Jen Easterly, who has steered CISA for more than three years for the Biden Administration and championed such initiatives as secure by design and the rapid reporting of attacks on critical infrastructure operations, will step down in January as President-elect Donald Trump is inaugurated.

Deputy Director Nitin Natarajan also will depart, with the agency noting in a statement that “all appointees of the Biden Administration will vacate their positions by the time the new Administration takes office at noon on January 20.”

The Cybersecurity and Infrastructure Security Agency was created in 2018 during Trump’s first tenure as president but became a political punching bag after he and Republicans in Congress were angered when then-Director Chris Krebs pushed back at accusations that the 2020 election was rigged in favor of Biden.

Trump eventually fired Krebs. Easterly was appointed to the role in April 2021 and she and CISA have since played a central role in President Biden’s aggressive push to improve the country’s secure posture at a time when foreign adversaries like Russia, China, and Iran ramped up their cyber efforts against the country, more sophisticated attacks in areas like ransomware and supply chains accelerated, and generative AI – and the security concerns that came with it – exploded on the scene.

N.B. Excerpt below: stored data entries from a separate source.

//! Rename pipeline - deriving the destination file name

use chrono::{Local, Utc};
use chrono_tz::Tz;
use serde::{Deserialize, Serialize};
use std::fmt::{self, Write};
use std::str::FromStr;

use crate::error::{MoverError, Result};

/// Default timestamp layout, e.g. `2024-03-01_14-05-09`
pub const DEFAULT_TIMESTAMP_FORMAT: &str = "%Y-%m-%d_%H-%M-%S";

/// A single literal search/replace step
#[derive(Debug, Clone, PartialEq, Eq, Serialize, Deserialize)]
pub struct RenameRule {
    pub search: String,
    pub replace: String,
}

impl RenameRule {
    pub fn new(search: impl Into<String>, replace: impl Into<String>) -> Self {
        Self {
            search: search.into(),
            replace: replace.into(),
        }
    }
}

/// Where the timestamp lands relative to prefix and suffix
#[derive(Debug, Clone, Copy, PartialEq, Eq, Default, Serialize, Deserialize)]
#[serde(rename_all = "snake_case")]
pub enum TimestampPosition {
    /// Before everything, including the prefix
    Start,
    /// Between prefix and name
    #[default]
    AfterPrefix,
    /// Between name and suffix
    BeforeSuffix,
    /// After everything, including the suffix
    End,
}

impl TimestampPosition {
    pub const ALL: [TimestampPosition; 4] = [
        TimestampPosition::Start,
        TimestampPosition::AfterPrefix,
        TimestampPosition::BeforeSuffix,
        TimestampPosition::End,
    ];

    pub fn as_str(&self) -> &'static str {
        match self {
            TimestampPosition::Start => "start",
            TimestampPosition::AfterPrefix => "after_prefix",
            TimestampPosition::BeforeSuffix => "before_suffix",
            TimestampPosition::End => "end",
        }
    }
}

impl FromStr for TimestampPosition {
    type Err = MoverError;

    fn from_str(s: &str) -> Result<Self> {
        Self::ALL
            .into_iter()
            .find(|p| p.as_str() == s)
            .ok_or_else(|| {
                MoverError::config(format!(
                    "invalid timestamp position '{s}', must be one of: start, after_prefix, before_suffix, end"
                ))
            })
    }
}

impl fmt::Display for TimestampPosition {
    fn fmt(&self, f: &mut fmt::Formatter<'_>) -> fmt::Result {
        f.write_str(self.as_str())
    }
}

/// Timestamp insertion settings
#[derive(Debug, Clone, PartialEq)]
pub struct TimestampPolicy {
    enabled: bool,
    format: String,
    /// `None` means the system local time zone
    timezone: Option<Tz>,
    position: TimestampPosition,
}

impl Default for TimestampPolicy {
    fn default() -> Self {
        Self {
            enabled: false,
            format: DEFAULT_TIMESTAMP_FORMAT.to_string(),
            timezone: None,
            position: TimestampPosition::default(),
        }
    }
}

impl TimestampPolicy {
    /// Build an enabled policy. An empty or absent `timezone` selects local
    /// time; any other value must be an IANA zone name.
    pub fn new(
        format: impl Into<String>,
        timezone: Option<&str>,
        position: TimestampPosition,
    ) -> Result<Self> {
        let timezone = match timezone.filter(|tz| !tz.is_empty()) {
            Some(name) => Some(name.parse::<Tz>().map_err(|_| {
                MoverError::config(format!("invalid timezone '{name}', must be an IANA zone name"))
            })?),
            None => None,
        };

        Ok(Self {
            enabled: true,
            format: format.into(),
            timezone,
            position,
        })
    }

    pub fn disabled() -> Self {
        Self::default()
    }

    pub fn enabled(&self) -> bool {
        self.enabled
    }

    pub fn format(&self) -> &str {
        &self.format
    }

    pub fn timezone(&self) -> Option<&str> {
        self.timezone.as_ref().map(|tz| tz.name())
    }

    pub fn position(&self) -> TimestampPosition {
        self.position
    }

    /// Render the current time. Computed on every call, never cached.
    pub fn timestamp(&self) -> Result<String> {
        let mut out = String::new();
        let written = match self.timezone {
            Some(tz) => write!(out, "{}", Utc::now().with_timezone(&tz).format(&self.format)),
            None => write!(out, "{}", Local::now().format(&self.format)),
        };
        written.map_err(|_| {
            MoverError::InvalidInput(format!("cannot render timestamp format '{}'", self.format))
        })?;
        Ok(out)
    }
}

/// Ordered name transformation: replacements, prefix/suffix, timestamp
#[derive(Debug, Clone, PartialEq)]
pub struct RenamePipeline {
    enabled: bool,
    case_sensitive: bool,
    prefix: String,
    suffix: String,
    rules: Vec<RenameRule>,
    timestamp: TimestampPolicy,
}

impl Default for RenamePipeline {
    fn default() -> Self {
        Self::disabled()
    }
}

impl RenamePipeline {
    pub fn builder() -> RenamePipelineBuilder {
        RenamePipelineBuilder::default()
    }

    /// Identity transform
    pub fn disabled() -> Self {
        Self {
            enabled: false,
            case_sensitive: false,
            prefix: String::new(),
            suffix: String::new(),
            rules: Vec::new(),
            timestamp: TimestampPolicy::disabled(),
        }
    }

    pub fn enabled(&self) -> bool {
        self.enabled
    }

    pub fn case_sensitive(&self) -> bool {
        self.case_sensitive
    }

    pub fn prefix(&self) -> &str {
        &self.prefix
    }

    pub fn suffix(&self) -> &str {
        &self.suffix
    }

    pub fn rules(&self) -> &[RenameRule] {
        &self.rules
    }

    pub fn timestamp(&self) -> &TimestampPolicy {
        &self.timestamp
    }

    /// Transform `file_name`.
    ///
    /// In case-insensitive mode every replace step lower-cases the whole
    /// working name, including the parts the search term does not touch.
    pub fn apply(&self, file_name: &str) -> Result<String> {
        if !self.enabled {
            return Ok(file_name.to_string());
        }
        if file_name.is_empty() {
            return Err(MoverError::InvalidInput("file name cannot be empty".into()));
        }

        let mut name = file_name.to_string();

        for rule in &self.rules {
            name = if self.case_sensitive {
                name.replace(&rule.search, &rule.replace)
            } else {
                name.to_lowercase()
                    .replace(&rule.search.to_lowercase(), &rule.replace)
            };
        }

        let ts = &self.timestamp;
        if ts.enabled {
            match ts.position {
                TimestampPosition::AfterPrefix => name = format!("{}_{}", ts.timestamp()?, name),
                TimestampPosition::BeforeSuffix => name = format!("{}_{}", name, ts.timestamp()?),
                TimestampPosition::Start | TimestampPosition::End => {}
            }
        }

        if !self.prefix.is_empty() {
            name.insert_str(0, &self.prefix);
        }
        if !self.suffix.is_empty() {
            name.push_str(&self.suffix);
        }

        if ts.enabled {
            match ts.position {
                TimestampPosition::Start => name = format!("{}_{}", ts.timestamp()?, name),
                TimestampPosition::End => name = format!("{}_{}", name, ts.timestamp()?),
                TimestampPosition::AfterPrefix | TimestampPosition::BeforeSuffix => {}
            }
        }

        if name.is_empty() {
            return Err(MoverError::InvalidInput(format!(
                "renaming '{file_name}' produced an empty name"
            )));
        }

        Ok(name)
    }
}

/// Incremental construction of an enabled [`RenamePipeline`]
#[derive(Debug, Clone)]
pub struct RenamePipelineBuilder {
    enabled: bool,
    case_sensitive: bool,
    prefix: String,
    suffix: String,
    rules: Vec<RenameRule>,
    timestamp: TimestampPolicy,
}

impl Default for RenamePipelineBuilder {
    fn default() -> Self {
        Self {
            enabled: true,
            case_sensitive: false,
            prefix: String::new(),
            suffix: String::new(),
            rules: Vec::new(),
            timestamp: TimestampPolicy::disabled(),
        }
    }
}

impl RenamePipelineBuilder {
    pub fn enabled(mut self, enabled: bool) -> Self {
        self.enabled = enabled;
        self
    }

    pub fn case_sensitive(mut self, case_sensitive: bool) -> Self {
        self.case_sensitive = case_sensitive;
        self
    }

    pub fn prefix(mut self, prefix: impl Into<String>) -> Self {
        self.prefix = prefix.into();
        self
    }

    pub fn suffix(mut self, suffix: impl Into<String>) -> Self {
        self.suffix = suffix.into();
        self
    }

    pub fn replace(mut self, search: impl Into<String>, replace: impl Into<String>) -> Self {
        self.rules.push(RenameRule::new(search, replace));
        self
    }

    pub fn rules(mut self, rules: Vec<RenameRule>) -> Self {
        self.rules = rules;
        self
    }

    pub fn timestamp(mut self, timestamp: TimestampPolicy) -> Self {
        self.timestamp = timestamp;
        self
    }

    pub fn build(self) -> RenamePipeline {
        RenamePipeline {
            enabled: self.enabled,
            case_sensitive: self.case_sensitive,
            prefix: self.prefix,
            suffix: self.suffix,
            rules: self.rules,
            timestamp: self.timestamp,
        }
    }
}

Helped Lead Biden Cyber Initiatives

Biden issued his cybersecurity executive order a month after appointing Easterly to the CISA role and she has since run with it. She pushed for private-public partnerships in many parts of the cybersecurity world, including in the secure-by-design initiative not only within federal government agencies but also in the private sector that urged organizations and their developers to put security features into their products from the beginning of the software development cycle rather than bolting them on at the end.

That included efforts like software bills-of-materials (SBOM), which essentially are like ingredient labels on foods that detail the components that make up an application in hopes of protecting organizations from supply chain and similar attacks, such as the one by a Russian threat group against software maker SolarWinds in 2020 that had such far-reaching effects.

Secure by design was part of a larger effort to shift the responsibility for cybersecurity from the device users to the device makers.

Easterly also helped lead Biden’s push for greater security of critical infrastructure in such sectors as water and waste water, energy, manufacturing, and health care, including advocating for such rules as immediately reporting when such organizations were attacked by ransomware.

Addressing AI, Quantum Security

In addition, CISA has been instrumental in developing security guidelines for such emerging technologies as AI and quantum computing and recently introduced a plan to strengthen partnerships around the world against cyberthreats.

Easterly came to the role with deep experience she accumulated after graduating from West Point and becoming a Rhodes Scholar and spending 20 years in the Army. She helped create U.S. Cyber Command in the wake of a malware attack on the Defense Department in 2008 and, after retiring from the Army as a lieutenant colonel, was with the National Security Agency (NSA), serving as deputy director of counterterrorism.

She also served as the National Security Council’s deputy director of counterterrorism during the Obama Administration and at one point was head of cybersecurity for Morgan Stanley.

CISA’s Future Unclear

How CISA will fare during the Trump Administration is under question. Senator Rand Paul (R-KY), who is positioned to become chair of the Senate Homeland Security and Governmental Affairs Committee now that the GOP has regain control of the Senate, has long been a critic of the agency, not only because of its defense of the security of the 2020 election but also for what he believes is CISA infringing on free speech by targeting conservative viewpoints.

“I’d like to eliminate it,” Paul told Politico last week. “The First Amendment is pretty important, that’s why we listed it as the First Amendment, and I would have liked to, at the very least, eliminate their ability to censor content online.”

CISA also vouched for the security of the infrastructure underpinning the 2024 election in the wake of concerns from Democratic politicians and activists.

Some commentators on Reddit were concerned about Easterly leaving CISA and the future of the agency. One wrote that they “work in K12 and CISA is an invaluable partner for schools that generally don’t have a ton of money to throw at security. This could be terrible news for a lot of districts.”

Another wrote that “CISA is one of the best things the federal government has ever done. I really hope it survive[s] the next 4 years.”